# Problem to work on:
Exactly the lines from the opening of the records through the line containing "market data source" should be copied, with both included.

[Start of section]

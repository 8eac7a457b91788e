//! Types for the backtesting engine

use rust_decimal::prelude::ToPrimitive;
use rust_decimal::Decimal;
use serde::{Deserialize, Serialize};

/// A single candlestick (OHLCV) as delivered by the market data source
#[derive(Debug, Clone, PartialEq, Serialize, Deserialize)]
pub struct Kline {
    pub open_time: i64,
    pub open: Decimal,
    pub high: Decimal,
    pub low: Decimal,
    pub close: Decimal,
    pub volume: Decimal,
    pub close_time: i64,
}

/// A timestamped closing price, the only bar data the simulation consumes
#[derive(Debug, Clone, Copy, PartialEq, Serialize, Deserialize)]
pub struct PriceBar {
    /// Milliseconds since the Unix epoch
    pub timestamp: i64,
    pub close: f64,
}

impl PriceBar {
    pub fn new(timestamp: i64, close: f64) -> Self {
        Self { timestamp, close }
    }
}

impl From<&Kline> for PriceBar {
    fn from(kline: &Kline) -> Self {
        Self {
            timestamp: kline.open_time,
            close: kline.close.to_f64().unwrap_or(f64::NAN),
        }
    }
}

/// Project klines onto the closing-price series, keyed by open time
pub fn price_series(klines: &[Kline]) -> Vec<PriceBar> {
    klines.iter().map(PriceBar::from).collect()
}

/// Desired exposure at a bar (long-only)
#[derive(Debug, Clone, Copy, PartialEq, Eq, Default, Serialize, Deserialize)]
#[serde(rename_all = "lowercase")]
pub enum TargetPosition {
    #[default]
    Flat,
    Long,
}

impl TargetPosition {
    pub fn as_i8(self) -> i8 {
        match self {
            TargetPosition::Flat => 0,
            TargetPosition::Long => 1,
        }
    }
}

/// Side of a signal
#[derive(Debug, Clone, Copy, PartialEq, Eq, Serialize, Deserialize)]
#[serde(rename_all = "UPPERCASE")]
pub enum Side {
    Buy,
    Sell,
}

impl std::fmt::Display for Side {
    fn fmt(&self, f: &mut std::fmt::Formatter<'_>) -> std::fmt::Result {
        match self {
            Side::Buy => write!(f, "BUY"),
            Side::Sell => write!(f, "SELL"),
        }
    }
}

/// A discrete entry/exit event at a bar timestamp
#[derive(Debug, Clone, Copy, PartialEq, Eq, Serialize, Deserialize)]
pub struct Signal {
    pub timestamp: i64,
    pub side: Side,
}

impl Signal {
    pub fn buy(timestamp: i64) -> Self {
        Self {
            timestamp,
            side: Side::Buy,
        }
    }

    pub fn sell(timestamp: i64) -> Self {
        Self {
            timestamp,
            side: Side::Sell,
        }
    }
}

/// A completed round trip
#[derive(Debug, Clone, PartialEq, Serialize, Deserialize)]
pub struct Trade {
    pub entry_time: i64,
    pub exit_time: i64,
    pub entry_price: f64,
    pub exit_price: f64,
    pub qty: f64,
}

impl Trade {
    /// Realized profit in quote currency
    pub fn pnl(&self) -> f64 {
        (self.exit_price - self.entry_price) * self.qty
    }

    /// Price change from entry to exit, in percent
    pub fn pnl_pct(&self) -> f64 {
        if self.entry_price > 0.0 {
            (self.exit_price / self.entry_price - 1.0) * 100.0
        } else {
            0.0
        }
    }

    pub fn is_win(&self) -> bool {
        self.pnl() > 0.0
    }
}

/// A point on the equity curve
#[derive(Debug, Clone, Copy, PartialEq, Serialize, Deserialize)]
pub struct EquityPoint {
    pub time: i64,
    pub equity: f64,
}

/// A long position still open when the series ran out
#[derive(Debug, Clone, PartialEq, Serialize, Deserialize)]
pub struct OpenPosition {
    pub entry_time: i64,
    pub entry_price: f64,
    pub qty: f64,
}

impl OpenPosition {
    pub fn unrealized_pnl(&self, price: f64) -> f64 {
        (price - self.entry_price) * self.qty
    }
}

/// Scalar statistics of a finished run. All percentages are on a 0–100 scale.
#[derive(Debug, Clone, Default, PartialEq, Serialize, Deserialize)]
pub struct Summary {
    pub start_equity: f64,
    pub end_equity: f64,
    pub total_return_pct: f64,
    pub max_drawdown_pct: f64,
    pub num_trades: usize,
    pub win_rate_pct: f64,
}

/// Account and sizing parameters for the trade simulator
#[derive(Debug, Clone, PartialEq, Serialize, Deserialize)]
pub struct SimulatorConfig {
    pub initial_cash: f64,
    /// Fraction of current equity allocated per entry, in (0, 1]
    pub risk_per_trade: f64,
    /// Realize a position left open on the last bar instead of leaving it unrealized
    #[serde(default)]
    pub close_at_end: bool,
}

impl Default for SimulatorConfig {
    fn default() -> Self {
        Self {
            initial_cash: 10_000.0,
            risk_per_trade: 0.1,
            close_at_end: false,
        }
    }
}

/// Strategy variant and its parameters
#[derive(Debug, Clone, PartialEq, Serialize, Deserialize)]
#[serde(tag = "type", rename_all = "snake_case")]
pub enum StrategyKind {
    Sma {
        fast_window: usize,
        slow_window: usize,
    },
    Momentum {
        lookback: usize,
        threshold_pct: f64,
    },
    MeanReversion {
        period: usize,
        multiplier: f64,
    },
}

impl Default for StrategyKind {
    fn default() -> Self {
        StrategyKind::Sma {
            fast_window: 10,
            slow_window: 30,
        }
    }
}

/// Configuration for a backtest run
#[derive(Debug, Clone, Serialize, Deserialize)]
pub struct BacktestConfig {
    pub symbol: String,
    pub interval: String,
    pub start_time: Option<i64>,
    pub end_time: Option<i64>,
    pub strategy: StrategyKind,
    pub simulator: SimulatorConfig,
}

impl Default for BacktestConfig {
    fn default() -> Self {
        Self {
            symbol: "BTCUSDT".to_string(),
            interval: "1h".to_string(),
            start_time: None,
            end_time: None,
            strategy: StrategyKind::default(),
            simulator: SimulatorConfig::default(),
        }
    }
}

/// Result of a backtest run
#[derive(Debug, Clone, Serialize, Deserialize)]
pub struct BacktestResult {
    pub symbol: String,
    pub interval: String,
    pub strategy: String,
    pub start_time: i64,
    pub end_time: i64,
    pub signals: Vec<Signal>,
    /// Signals whose timestamp matched no bar
    pub dropped_signals: usize,
    pub trades: Vec<Trade>,
    pub equity_curve: Vec<EquityPoint>,
    pub open_position: Option<OpenPosition>,
    pub summary: Summary,
}

#[cfg(test)]
mod tests {
    use super::*;
    use rust_decimal_macros::dec;

    #[test]
    fn test_price_bar_from_kline_uses_open_time_and_close() {
        let kline = Kline {
            open_time: 1_704_067_200_000,
            open: dec!(100),
            high: dec!(105),
            low: dec!(95),
            close: dec!(102.5),
            volume: dec!(123.45),
            close_time: 1_704_070_799_999,
        };

        let bar = PriceBar::from(&kline);
        assert_eq!(bar.timestamp, 1_704_067_200_000);
        assert_eq!(bar.close, 102.5);
        assert_eq!(price_series(&[kline.clone(), kline]).len(), 2);
    }

    #[test]
    fn test_trade_pnl_and_win() {
        let win = Trade {
            entry_time: 0,
            exit_time: 1,
            entry_price: 100.0,
            exit_price: 110.0,
            qty: 1.0,
        };
        assert_eq!(win.pnl(), 10.0);
        assert!(win.is_win());
        assert!((win.pnl_pct() - 10.0).abs() < 1e-9);

        let flat = Trade {
            exit_price: 100.0,
            ..win
        };
        assert_eq!(flat.pnl(), 0.0);
        assert!(!flat.is_win());
    }

    #[test]
    fn test_target_position_encoding() {
        assert_eq!(TargetPosition::Flat.as_i8(), 0);
        assert_eq!(TargetPosition::Long.as_i8(), 1);
        assert_eq!(TargetPosition::default(), TargetPosition::Flat);
    }

    #[test]
    fn test_strategy_kind_serde_tag() {
        let kind: StrategyKind =
            serde_json::from_str(r#"{"type":"sma","fast_window":2,"slow_window":3}"#).unwrap();
        assert_eq!(
            kind,
            StrategyKind::Sma {
                fast_window: 2,
                slow_window: 3
            }
        );
    }
}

[End of section]

# Solution for this problem:
repository 8eac7a457b91788e
//! Types for the backtesting engine

use rust_decimal::prelude::ToPrimitive;
use rust_decimal::Decimal;
use serde::{Deserialize, Serialize};

/// A single candlestick (OHLCV) as delivered by the market data source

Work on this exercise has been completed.